- DIRECTIONS FOR THIS TASK:
Word for word, please restate the lines from the beginning of the data through the line in which "use std::path::PathBuf;" appears.
========
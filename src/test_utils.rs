// Copyright (c) Meta Platforms, Inc. and affiliates.
//
// This source code is dual-licensed under either the MIT license found in the
// LICENSE-MIT file in the root directory of this source tree or the Apache
// License, Version 2.0 found in the LICENSE-APACHE file in the root directory
// of this source tree. You may select, at your option, one of the above-listed licenses.

//! This module contains common test utilities for the `tree_oram` crate.

use std::cell::RefCell;
use std::collections::HashSet;
use std::path::PathBuf;
use std::sync::Once;
static INIT: Once = Once::new();
use crate::{
    Address, BlockSize, CountAccessesStorage, EncryptionKey, MemoryStorage, ObliviousStore, Oram,
    OramConfig, OramError, Operation,
};
use duplicate::duplicate_item;
use rand::{rngs::StdRng, Rng, SeedableRng};
use simplelog::{Config, WriteLogger};

// For use in manual testing and inspection.
pub(crate) fn init_logger() {
    INIT.call_once(|| {
        WriteLogger::init(log::LevelFilter::Info, Config::default(), std::io::stdout()).unwrap()
    })
}

/// A path in the system temporary directory that is unique to this process and `name`.
pub(crate) fn temp_path(name: &str) -> PathBuf {
    std::env::temp_dir().join(format!("tree_oram_{}_{}.bin", std::process::id(), name))
}

pub(crate) fn random_payload<R: Rng>(rng: &mut R, block_size: BlockSize) -> Vec<u8> {
    (0..block_size).map(|_| rng.gen()).collect()
}

pub(crate) type MemoryOram = ObliviousStore<MemoryStorage>;
pub(crate) type CountingOram = ObliviousStore<CountAccessesStorage<MemoryStorage>>;

/// An ORAM that the workloads below know how to construct and check.
pub(crate) trait Testable: Oram + Sized {
    fn for_config(config: OramConfig, seed: u64) -> Self;

    fn test_hook(&self) {}
}

impl Testable for MemoryOram {
    fn for_config(config: OramConfig, seed: u64) -> Self {
        let mut rng = StdRng::seed_from_u64(seed);
        let key = EncryptionKey::generate_with(&mut rng);
        let storage = MemoryStorage::for_config(&config).unwrap();
        ObliviousStore::init_with_rng(config, storage, key, rng).unwrap()
    }

    fn test_hook(&self) {
        self.audit().unwrap();
    }
}

impl Testable for CountingOram {
    fn for_config(config: OramConfig, seed: u64) -> Self {
        let mut rng = StdRng::seed_from_u64(seed);
        let key = EncryptionKey::generate_with(&mut rng);
        let storage =
            CountAccessesStorage::new(MemoryStorage::for_config(&config).unwrap()).unwrap();
        let oram = ObliviousStore::init_with_rng(config, storage, key, rng).unwrap();

        // Avoid counting writes occurring during initialization
        oram.with_storage(|storage| storage.reset_counts()).unwrap();
        oram
    }

    fn test_hook(&self) {
        self.audit().unwrap();
    }
}

/// Tests the correctness of an `Oram` type T on a workload of random reads and writes.
pub(crate) fn test_correctness_random_workload<T: Testable>(
    config: OramConfig,
    num_operations: u32,
) {
    init_logger();
    let mut rng = StdRng::seed_from_u64(0);

    let oram = T::for_config(config, 1);
    let capacity = config.block_capacity;
    let mut mirror_array = vec![vec![0u8; config.block_size]; capacity as usize];

    for _ in 0..num_operations {
        let random_index = rng.gen_range(0..capacity);
        let random_block_value = random_payload(&mut rng, config.block_size);

        let read_versus_write = rng.gen::<bool>();

        if read_versus_write {
            assert_eq!(
                oram.read(random_index).unwrap(),
                mirror_array[random_index as usize]
            );
        } else {
            assert_eq!(
                oram.write(random_index, &random_block_value).unwrap(),
                mirror_array[random_index as usize]
            );
            mirror_array[random_index as usize] = random_block_value;
        }
    }

    for index in 0..capacity {
        assert_eq!(
            oram.read(index).unwrap(),
            mirror_array[index as usize],
            "{index}"
        )
    }

    oram.test_hook();
}

/// Tests the correctness of an `Oram` type T on repeated passes of sequential accesses 0, 1, ..., `capacity`
pub(crate) fn test_correctness_linear_workload<T: Testable>(
    config: OramConfig,
    num_operations: u32,
) {
    init_logger();
    let mut rng = StdRng::seed_from_u64(0);

    let oram = T::for_config(config, 1);
    let capacity = config.block_capacity;
    let mut mirror_array = vec![vec![0u8; config.block_size]; capacity as usize];

    let num_passes = u64::from(num_operations) / capacity;

    for _ in 0..num_passes {
        for index in 0..capacity {
            let random_block_value = random_payload(&mut rng, config.block_size);

            let read_versus_write: bool = rng.gen::<bool>();

            if read_versus_write {
                assert_eq!(oram.read(index).unwrap(), mirror_array[index as usize]);
            } else {
                oram.write(index, &random_block_value).unwrap();
                mirror_array[index as usize] = random_block_value;
            }
        }
    }

    for index in 0..capacity {
        assert_eq!(
            oram.read(index).unwrap(),
            mirror_array[index as usize],
            "{index}"
        )
    }

    oram.test_hook();
}

macro_rules! create_correctness_test {
    ($function_name:ident, $oram_type: ident, $branching_factor: expr, $bucket_size: expr, $block_capacity:expr, $block_size: expr, $iterations_to_test: expr) => {
        paste::paste! {
            #[test]
            fn [<$function_name _ $oram_type:snake _ $branching_factor _ $bucket_size _ $block_capacity _ $block_size _ $iterations_to_test>]() {
                $function_name::<$oram_type>(
                    crate::OramConfig::new($branching_factor, $block_capacity, $bucket_size, $block_size),
                    $iterations_to_test,
                );
            }
        }
    };
}

macro_rules! create_correctness_tests_for_workload_and_oram_type {
    ($function_name: ident, $oram_type: ident) => {
        create_correctness_test!($function_name, $oram_type, 2, 4, 2, 2, 10);
        create_correctness_test!($function_name, $oram_type, 2, 4, 8, 4, 100);
        create_correctness_test!($function_name, $oram_type, 2, 3, 8, 8, 100);
        create_correctness_test!($function_name, $oram_type, 3, 4, 9, 4, 100);
        create_correctness_test!($function_name, $oram_type, 3, 2, 20, 1, 200);
        create_correctness_test!($function_name, $oram_type, 4, 4, 16, 16, 100);
        create_correctness_test!($function_name, $oram_type, 2, 4, 32, 4, 100);
        // Binary tree, 2 slots per bucket, 64 blocks of 16 bytes, testing with 100 operations
        create_correctness_test!($function_name, $oram_type, 2, 2, 64, 16, 100);
        create_correctness_test!($function_name, $oram_type, 5, 1, 25, 8, 100);
        create_correctness_test!($function_name, $oram_type, 2, 4, 8, 2, 1000);
    };
}

macro_rules! create_correctness_tests_for_oram_type {
    ($oram_type: ident) => {
        create_correctness_tests_for_workload_and_oram_type!(
            test_correctness_linear_workload,
            $oram_type
        );
        create_correctness_tests_for_workload_and_oram_type!(
            test_correctness_random_workload,
            $oram_type
        );
    };
}

pub(crate) use create_correctness_test;
pub(crate) use create_correctness_tests_for_oram_type;
pub(crate) use create_correctness_tests_for_workload_and_oram_type;

/// Asserts that the stash never grows past its soft limit.
#[derive(Debug)]
pub(crate) struct StashSizeMonitor {
    oram: CountingOram,
}

/// Asserts that every address touched so far has exactly one live copy, in the tree or the stash.
#[derive(Debug)]
pub(crate) struct ConstantOccupancyMonitor {
    oram: CountingOram,
    touched: RefCell<HashSet<Address>>,
}

/// Asserts that every access reads and writes exactly one path.
#[derive(Debug)]
pub(crate) struct PhysicalAccessCountMonitor {
    oram: CountingOram,
}

/// Asserts, once the workload is done, that reads spread evenly across the leaves.
#[derive(Debug)]
pub(crate) struct LeafUniformityMonitor {
    oram: CountingOram,
}

#[duplicate_item(
    monitor_type;
    [StashSizeMonitor];
    [PhysicalAccessCountMonitor];
    [LeafUniformityMonitor];
)]
impl monitor_type {
    fn wrap(oram: CountingOram) -> Self {
        Self { oram }
    }
}

impl ConstantOccupancyMonitor {
    fn wrap(oram: CountingOram) -> Self {
        Self {
            oram,
            touched: RefCell::new(HashSet::new()),
        }
    }
}

#[duplicate_item(
    monitor_type;
    [StashSizeMonitor];
    [ConstantOccupancyMonitor];
    [PhysicalAccessCountMonitor];
    [LeafUniformityMonitor];
)]
impl Oram for monitor_type {
    fn block_capacity(&self) -> Address {
        self.oram.block_capacity()
    }

    fn block_size(&self) -> BlockSize {
        self.oram.block_size()
    }

    fn access(&self, address: Address, operation: Operation) -> Result<Vec<u8>, OramError> {
        self.before_access();
        let result = self.oram.access(address, operation)?;
        self.after_access(address);
        Ok(result)
    }
}

#[duplicate_item(
    monitor_type;
    [StashSizeMonitor];
    [ConstantOccupancyMonitor];
    [PhysicalAccessCountMonitor];
    [LeafUniformityMonitor];
)]
impl Testable for monitor_type {
    fn for_config(config: OramConfig, seed: u64) -> Self {
        Self::wrap(CountingOram::for_config(config, seed))
    }

    fn test_hook(&self) {
        // The audit reads every bucket, so counts are checked before it runs.
        self.final_check();
        self.oram.test_hook();
    }
}

impl StashSizeMonitor {
    fn before_access(&self) {}

    fn after_access(&self, _address: Address) {
        let stash_size = self.oram.stash_size().unwrap();
        let limit = self.oram.config().resolved_stash_soft_limit().unwrap();
        assert!(stash_size <= limit, "{stash_size} > {limit}");
    }

    fn final_check(&self) {}
}

impl ConstantOccupancyMonitor {
    fn before_access(&self) {}

    fn after_access(&self, address: Address) {
        self.touched.borrow_mut().insert(address);
        let report = self.oram.audit().unwrap();
        assert_eq!(
            report.tree_blocks + report.stash_blocks,
            self.touched.borrow().len()
        );
    }

    fn final_check(&self) {}
}

impl PhysicalAccessCountMonitor {
    fn before_access(&self) {
        self.oram
            .with_storage(|storage| storage.reset_counts())
            .unwrap();
    }

    fn after_access(&self, _address: Address) {
        let (reads, writes) = self
            .oram
            .with_storage(|storage| (storage.get_read_count(), storage.get_write_count()))
            .unwrap();
        let path_len = u64::from(self.oram.height()) + 1;
        assert_eq!(reads, path_len);
        assert_eq!(writes, path_len);
    }

    fn final_check(&self) {}
}

impl LeafUniformityMonitor {
    fn before_access(&self) {}

    fn after_access(&self, _address: Address) {}

    fn final_check(&self) {
        let heap = *self.oram.heap();
        let (reads, writes) = self
            .oram
            .with_storage(|storage| (storage.reads.clone(), storage.writes.clone()))
            .unwrap();

        for (r, w) in reads.iter().zip(writes.iter()) {
            assert_eq!(*r, *w);
        }

        let leaf_reads: Vec<u64> = heap.leaves().map(|leaf| reads[leaf as usize]).collect();
        let expected_reads_per_leaf = leaf_reads.iter().sum::<u64>() / heap.leaf_count();

        for (leaf, count) in heap.leaves().zip(leaf_reads) {
            assert!(
                count > expected_reads_per_leaf - expected_reads_per_leaf / 2,
                "leaf {leaf}: {count} reads"
            );
            assert!(
                count < expected_reads_per_leaf + expected_reads_per_leaf / 2,
                "leaf {leaf}: {count} reads"
            );
        }
    }
}

macro_rules! create_monitor_tests_for_oram_type {
    ($oram_type: ident) => {
        create_correctness_test!(test_correctness_random_workload, $oram_type, 2, 4, 8, 4, 100);
        create_correctness_test!(test_correctness_random_workload, $oram_type, 3, 4, 27, 8, 200);
        create_correctness_test!(test_correctness_random_workload, $oram_type, 2, 4, 64, 16, 500);
        create_correctness_test!(test_correctness_linear_workload, $oram_type, 4, 4, 64, 4, 300);
    };
}

macro_rules! create_statistics_tests_for_oram_type {
    ($oram_type: ident) => {
        create_correctness_test!(test_correctness_random_workload, $oram_type, 2, 4, 32, 4, 4000);
        create_correctness_test!(test_correctness_linear_workload, $oram_type, 2, 4, 32, 4, 4000);
        create_correctness_test!(test_correctness_random_workload, $oram_type, 3, 4, 27, 4, 4000);
    };
}

pub(crate) use create_monitor_tests_for_oram_type;
pub(crate) use create_statistics_tests_for_oram_type;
========
- ANSWER FOR THE TASK:
filename src/test_utils.rs
// Copyright (c) Meta Platforms, Inc. and affiliates.
//
// This source code is dual-licensed under either the MIT license found in the
// LICENSE-MIT file in the root directory of this source tree or the Apache
// License, Version 2.0 found in the LICENSE-APACHE file in the root directory
// of this source tree. You may select, at your option, one of the above-listed licenses.

//! This module contains common test utilities for the `tree_oram` crate.

use std::cell::RefCell;
use std::collections::HashSet;
use std::path::PathBuf;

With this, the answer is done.